__SOURCE INFORMATION__.
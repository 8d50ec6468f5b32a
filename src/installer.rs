//! Model Asset Installer
//!
//! Guarantees the bundled starter model exists at a known path under the
//! application's private storage, copying it from the embedded asset on
//! first use. The copy is a plain sequential stream: 1 MiB chunks until the
//! source is exhausted, flush, then a postcondition check that the
//! destination exists and is non-empty.
//!
//! The installer is synchronous and blocking by contract; async callers
//! offload it with `tokio::task::spawn_blocking`.

use crate::asset::BundledAsset;
use crate::errors::{BenchError, Result};
use std::fs::{self, File};
use std::io::{Read, Write};
use std::path::{Path, PathBuf};

/// Copy buffer size: 1 MiB chunks
const COPY_CHUNK_SIZE: usize = 1024 * 1024;

/// Subdirectory of the storage root holding model files
const MODELS_SUBDIR: &str = "models";

/// Installs the bundled model asset into local storage
///
/// The destination path is fixed at construction:
/// `<storage_root>/models/<asset name>`. A model counts as available only
/// when the file exists and its length is strictly greater than zero, so a
/// truncated or empty file from a failed copy is retried by the next
/// `install` call.
#[derive(Debug, Clone)]
pub struct ModelInstaller {
    asset: BundledAsset,
    models_dir: PathBuf,
    model_path: PathBuf,
}

impl ModelInstaller {
    /// Create an installer rooted at `storage_root`
    ///
    /// Creates `<storage_root>/models` (and parents) if absent. Directory
    /// creation failure is reported as `BenchError::StorageInit` rather than
    /// deferred to the first file write.
    pub fn new(storage_root: impl AsRef<Path>, asset: BundledAsset) -> Result<Self> {
        let models_dir = storage_root.as_ref().join(MODELS_SUBDIR);
        fs::create_dir_all(&models_dir).map_err(|source| BenchError::StorageInit {
            path: models_dir.clone(),
            source,
        })?;

        let model_path = models_dir.join(asset.name);
        Ok(Self {
            asset,
            models_dir,
            model_path,
        })
    }

    /// Check if the model file is available locally
    ///
    /// Pure query: true iff the file exists and its length is strictly
    /// greater than zero.
    pub fn is_available(&self) -> bool {
        fs::metadata(&self.model_path)
            .map(|meta| meta.is_file() && meta.len() > 0)
            .unwrap_or(false)
    }

    /// Deterministic absolute path of the installed model
    ///
    /// Does not imply the file exists.
    pub fn model_path(&self) -> &Path {
        &self.model_path
    }

    /// Directory the installer writes into
    pub fn models_dir(&self) -> &Path {
        &self.models_dir
    }

    /// Installed model size in bytes, if available
    pub fn installed_size(&self) -> Option<u64> {
        fs::metadata(&self.model_path).ok().map(|meta| meta.len())
    }

    /// Copy the bundled asset into local storage
    ///
    /// If the model is already available the copy is skipped and the
    /// existing path is returned; the asset is not read and the file is not
    /// touched. Otherwise the asset streams to the destination and the
    /// result is verified.
    ///
    /// # Returns
    /// Absolute path of the installed model on success
    pub fn install(&self) -> Result<PathBuf> {
        self.install_from(self.asset.bytes)
    }

    /// Copy model content from an arbitrary byte stream
    ///
    /// Same contract as `install`; the source is injectable so tests can
    /// exercise mid-copy failures. A failure may leave a zero-length or
    /// partial file behind; no cleanup is attempted, and `is_available`
    /// reports such a file as not available so a later call retries.
    pub fn install_from<R: Read>(&self, mut source: R) -> Result<PathBuf> {
        if self.is_available() {
            return Ok(self.model_path.clone());
        }

        {
            let mut dest = File::create(&self.model_path)?;
            let mut buffer = vec![0u8; COPY_CHUNK_SIZE];
            loop {
                let read = source.read(&mut buffer)?;
                if read == 0 {
                    break;
                }
                dest.write_all(&buffer[..read])?;
            }
            dest.flush()?;
        }

        // The stream reported success; trust only the file system.
        if !self.is_available() {
            return Err(BenchError::InstallIncomplete {
                path: self.model_path.clone(),
            });
        }

        Ok(self.model_path.clone())
    }
}

#[cfg(test)]
mod tests {
    use super::*;
    use quickcheck_macros::quickcheck;
    use std::io;
    use tempfile::TempDir;

    fn test_asset() -> BundledAsset {
        BundledAsset {
            name: "dummy_model.gguf",
            bytes: &[0, 1, 2, 3, 4, 5, 6, 7, 8, 9],
        }
    }

    /// Reader that yields `content`, then fails
    struct FailingReader {
        content: io::Cursor<Vec<u8>>,
        done: bool,
    }

    impl FailingReader {
        fn new(content: Vec<u8>) -> Self {
            FailingReader {
                content: io::Cursor::new(content),
                done: false,
            }
        }
    }

    impl Read for FailingReader {
        fn read(&mut self, buf: &mut [u8]) -> io::Result<usize> {
            let read = self.content.read(buf)?;
            if read > 0 {
                return Ok(read);
            }
            if self.done {
                return Ok(0);
            }
            self.done = true;
            Err(io::Error::new(io::ErrorKind::Other, "simulated I/O failure"))
        }
    }

    #[test]
    fn test_new_creates_models_dir() {
        let tmp = TempDir::new().unwrap();
        let installer = ModelInstaller::new(tmp.path(), test_asset()).unwrap();
        assert!(installer.models_dir().is_dir());
        assert_eq!(installer.models_dir(), tmp.path().join("models"));
    }

    #[test]
    fn test_model_path_is_deterministic() {
        let tmp = TempDir::new().unwrap();
        let installer = ModelInstaller::new(tmp.path(), test_asset()).unwrap();
        assert_eq!(
            installer.model_path(),
            tmp.path().join("models").join("dummy_model.gguf")
        );
        // Path query makes no existence claim
        assert!(!installer.model_path().exists());
    }

    #[test]
    fn test_not_available_before_install() {
        let tmp = TempDir::new().unwrap();
        let installer = ModelInstaller::new(tmp.path(), test_asset()).unwrap();
        assert!(!installer.is_available());
        assert_eq!(installer.installed_size(), None);
    }

    #[test]
    fn test_install_copies_content_exactly() {
        let tmp = TempDir::new().unwrap();
        let installer = ModelInstaller::new(tmp.path(), test_asset()).unwrap();

        let path = installer.install().unwrap();
        assert_eq!(path, installer.model_path());
        assert!(installer.is_available());

        let written = fs::read(&path).unwrap();
        assert_eq!(written, vec![0, 1, 2, 3, 4, 5, 6, 7, 8, 9]);
        assert_eq!(installer.installed_size(), Some(10));
    }

    #[test]
    fn test_install_short_circuits_when_available() {
        let tmp = TempDir::new().unwrap();
        let installer = ModelInstaller::new(tmp.path(), test_asset()).unwrap();

        // Pre-existing non-empty file with different content
        fs::write(installer.model_path(), b"already here").unwrap();

        let path = installer.install().unwrap();
        assert_eq!(path, installer.model_path());
        // Content untouched: the asset was never read
        assert_eq!(fs::read(&path).unwrap(), b"already here");
    }

    #[test]
    fn test_zero_length_file_is_not_available() {
        let tmp = TempDir::new().unwrap();
        let installer = ModelInstaller::new(tmp.path(), test_asset()).unwrap();

        fs::write(installer.model_path(), b"").unwrap();
        assert!(!installer.is_available());

        // A zero-length leftover does not short-circuit the copy
        let path = installer.install().unwrap();
        assert_eq!(fs::read(&path).unwrap(), vec![0, 1, 2, 3, 4, 5, 6, 7, 8, 9]);
        assert!(installer.is_available());
    }

    #[test]
    fn test_failed_copy_leaves_model_unavailable() {
        let tmp = TempDir::new().unwrap();
        let installer = ModelInstaller::new(tmp.path(), test_asset()).unwrap();

        let result = installer.install_from(FailingReader::new(vec![]));
        assert!(matches!(result, Err(BenchError::IoError(_))));
        assert!(!installer.is_available());
    }

    #[test]
    fn test_empty_source_is_integrity_error() {
        let tmp = TempDir::new().unwrap();
        let installer = ModelInstaller::new(tmp.path(), test_asset()).unwrap();

        // Stream ends immediately without error: copy "succeeds" but the
        // postcondition catches the empty destination.
        let result = installer.install_from(io::empty());
        assert!(matches!(result, Err(BenchError::InstallIncomplete { .. })));
        assert!(!installer.is_available());
    }

    #[test]
    fn test_retry_after_failure_succeeds() {
        let tmp = TempDir::new().unwrap();
        let installer = ModelInstaller::new(tmp.path(), test_asset()).unwrap();

        let _ = installer.install_from(FailingReader::new(vec![]));
        assert!(!installer.is_available());

        let path = installer.install().unwrap();
        assert!(installer.is_available());
        assert_eq!(fs::read(&path).unwrap(), vec![0, 1, 2, 3, 4, 5, 6, 7, 8, 9]);
    }

    #[test]
    fn test_storage_init_failure_is_reported() {
        let tmp = TempDir::new().unwrap();
        // Occupy the models path with a file so create_dir_all fails
        fs::write(tmp.path().join("models"), b"not a directory").unwrap();

        let result = ModelInstaller::new(tmp.path(), test_asset());
        assert!(matches!(result, Err(BenchError::StorageInit { .. })));
    }

    #[quickcheck]
    fn prop_install_preserves_content(content: Vec<u8>) -> bool {
        let tmp = TempDir::new().unwrap();
        let installer = ModelInstaller::new(tmp.path(), test_asset()).unwrap();

        match installer.install_from(io::Cursor::new(content.clone())) {
            Ok(path) => !content.is_empty() && fs::read(&path).unwrap() == content,
            // Empty sources must fail the postcondition, never "succeed" empty
            Err(BenchError::InstallIncomplete { .. }) => content.is_empty(),
            Err(_) => false,
        }
    }
}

__TASK DIRECTIONS__.
Please make an exact copy of the lines above from the line with "than zero, so a" through the line with "file is not", both ends included.

__WRITTEN RESPONSE__.
/// when the file exists and its length is strictly greater than zero, so a
/// truncated or empty file from a failed copy is retried by the next
/// `install` call.
#[derive(Debug, Clone)]
pub struct ModelInstaller {
    asset: BundledAsset,
    models_dir: PathBuf,
    model_path: PathBuf,
}

impl ModelInstaller {
    /// Create an installer rooted at `storage_root`
    ///
    /// Creates `<storage_root>/models` (and parents) if absent. Directory
    /// creation failure is reported as `BenchError::StorageInit` rather than
    /// deferred to the first file write.
    pub fn new(storage_root: impl AsRef<Path>, asset: BundledAsset) -> Result<Self> {
        let models_dir = storage_root.as_ref().join(MODELS_SUBDIR);
        fs::create_dir_all(&models_dir).map_err(|source| BenchError::StorageInit {
            path: models_dir.clone(),
            source,
        })?;

        let model_path = models_dir.join(asset.name);
        Ok(Self {
            asset,
            models_dir,
            model_path,
        })
    }

    /// Check if the model file is available locally
    ///
    /// Pure query: true iff the file exists and its length is strictly
    /// greater than zero.
    pub fn is_available(&self) -> bool {
        fs::metadata(&self.model_path)
            .map(|meta| meta.is_file() && meta.len() > 0)
            .unwrap_or(false)
    }

    /// Deterministic absolute path of the installed model
    ///
    /// Does not imply the file exists.
    pub fn model_path(&self) -> &Path {
        &self.model_path
    }

    /// Directory the installer writes into
    pub fn models_dir(&self) -> &Path {
        &self.models_dir
    }

    /// Installed model size in bytes, if available
    pub fn installed_size(&self) -> Option<u64> {
        fs::metadata(&self.model_path).ok().map(|meta| meta.len())
    }

    /// Copy the bundled asset into local storage
    ///
    /// If the model is already available the copy is skipped and the
    /// existing path is returned; the asset is not read and the file is not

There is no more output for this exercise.